A New Contract

  • Post last modified:Saturday, December 12th, 2020
  • Reading time:3 mins read

See, my understanding of intimate relationships—not necessarily romantic or sexual, though those fall under the umbrella—has always been, this is a person I really like, whom I want to understand more than anyone. I want to watch how they do things, follow the way that they think. To see the way that they function gives me joy. To know them and to learn to see through their perspective makes me a greater person.

It has taken me many years to see that this is… not the perspective other people take. For other people, relationships—including and perhaps especially intimate ones—are transactional. There’s this built-in power dynamic, based on service and cost and reward and punishment. For other people, it seems that maintaining a relationship is like running an AirBnB.

A thing that’s stuck with me; my ex-spouse would assert that unless two people were having sex constantly they were no different from roommates.

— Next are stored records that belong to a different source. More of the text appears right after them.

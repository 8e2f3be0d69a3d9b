/// Canonicalizes free text for skill comparison: lowercase, whitespace
/// collapsed, everything outside `{a-z, 0-9, +, #, ., space}` stripped.
/// The retained punctuation keeps tokens like "c++" and "c#" intact.
pub fn normalize(text: &str) -> String {
    let lowered = text.to_lowercase();
    let mut out = String::with_capacity(lowered.len());
    let mut pending_space = false;

    for ch in lowered.chars() {
        match ch {
            'a'..='z' | '0'..='9' | '+' | '#' | '.' => {
                if pending_space && !out.is_empty() {
                    out.push(' ');
                }
                pending_space = false;
                out.push(ch);
            }
            // Newlines, whitespace, and disallowed punctuation all become a
            // single separating space once the next kept character arrives.
            _ => pending_space = true,
        }
    }

    out
}

#[cfg(test)]
mod tests {
    use super::*;

    #[test]
    fn test_lowercases_and_collapses() {
        assert_eq!(
            normalize("Senior  Rust\nEngineer"),
            "senior rust engineer"
        );
    }

    #[test]
    fn test_keeps_skill_punctuation() {
        assert_eq!(normalize("C++ & C# (v2.0)!"), "c++ c# v2.0");
    }

    #[test]
    fn test_strips_leading_and_trailing() {
        assert_eq!(normalize("  python  "), "python");
        assert_eq!(normalize("\n\tpython\r\n"), "python");
    }

    #[test]
    fn test_empty_and_all_junk() {
        assert_eq!(normalize(""), "");
        assert_eq!(normalize("@!$%^&*"), "");
        assert_eq!(normalize(" \n \t "), "");
    }

    #[test]
    fn test_idempotent() {
        let samples = [
            "",
            "Python, React & Docker",
            "C++ / C# developer\nwith 5+ years",
            "  already normalized text  ",
            "ümlaut Ünïcode — dash",
        ];
        for s in samples {
            let once = normalize(s);
            assert_eq!(normalize(&once), once, "not idempotent for {:?}", s);
        }
    }

    #[test]
    fn test_character_set_closure() {
        let samples = [
            "Machine Learning (NLP) — 3 yrs!",
            "c++17, C#, .NET\r\nKubernetes",
            "tabs\tand\u{a0}odd\u{2028}spaces",
        ];
        for s in samples {
            let n = normalize(s);
            assert!(
                n.chars().all(|c| matches!(c, 'a'..='z' | '0'..='9' | '+' | '#' | '.' | ' ')),
                "stray character in {:?}",
                n
            );
            assert!(!n.contains("  "), "double space in {:?}", n);
            assert_eq!(n.trim(), n, "untrimmed output {:?}", n);
        }
    }
}
use crate::models::MatchResult;

const MISSING_SKILL_ADVICE: [&str; 4] = [
    "Add the missing skills listed above if you have experience.",
    "Include measurable achievements related to these skills.",
    "Add a dedicated 'Technical Skills' section if not present.",
    "Use exact keywords from the job description.",
];

const ALIGNED_ADVICE: [&str; 3] = [
    "Your resume aligns well with the job description.",
    "Ensure achievements are quantified (numbers, impact).",
    "Keep formatting ATS-friendly (simple layout, no tables).",
];

const LOW_SCORE_ADVICE: [&str; 2] = [
    "Consider upskilling in the missing technologies.",
    "Customize resume summary according to job role.",
];

/// Canned improvement advice derived from the match outcome. A degenerate
/// result with no parsed skills gets no advice at all rather than the
/// "aligns well" lines it would otherwise trip into.
pub fn improvement_suggestions(result: &MatchResult) -> Vec<String> {
    if result.skill_count() == 0 {
        return Vec::new();
    }

    let base: &[&str] = if result.unmatched_skills.is_empty() {
        &ALIGNED_ADVICE
    } else {
        &MISSING_SKILL_ADVICE
    };

    let mut lines: Vec<String> = base.iter().map(|s| s.to_string()).collect();

    if result.match_percentage < 50.0 {
        lines.extend(LOW_SCORE_ADVICE.iter().map(|s| s.to_string()));
    }

    lines
}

I used to wonder what they imagined a roommate was. Now I realize I got that backwards. It’s that in this model, every relationship is a cynical transaction. There’s no personal element. It’s an agreement based on goods and services, and all that distinguishes one relationship from the next is the wallpaper. So a roommate relationship is based on an exchange of personal privacy for lowered rent. Okay, fine. Then you do a round of Mad Libs, and say, oh, this other relationship is defined by an exchange of sex—and this one by an exchange of food, or cleaning services. It’s all the same! This is how we use people, you dummy. We’re all out to get what’s ours.

And now that I’ve identified the logic, it’s not just them. I see this in popular media, in the way other people talk about their relationships. If anything, the more intimate and vulnerable the relationship, the more meaningful that I would expect it to be, the more transactional they seem to be about it. And it’s just bewildering to me. What are you all doing? Is this really the way you want someone else to treat you? What kind of a life is this?

I just want to know a bunch of sincere weirdos who have no interest in power games—to make my own society where people can be vulnerable and honest and feel like they belong; where people will appreciate them as they are, all the more for their strangeness and the closer it brings us all to the truth. And, maybe I can make that kind of a world. It’s all just mutual agreement, right? I don’t know how I’d begin to go about it, but you have to start with an idea.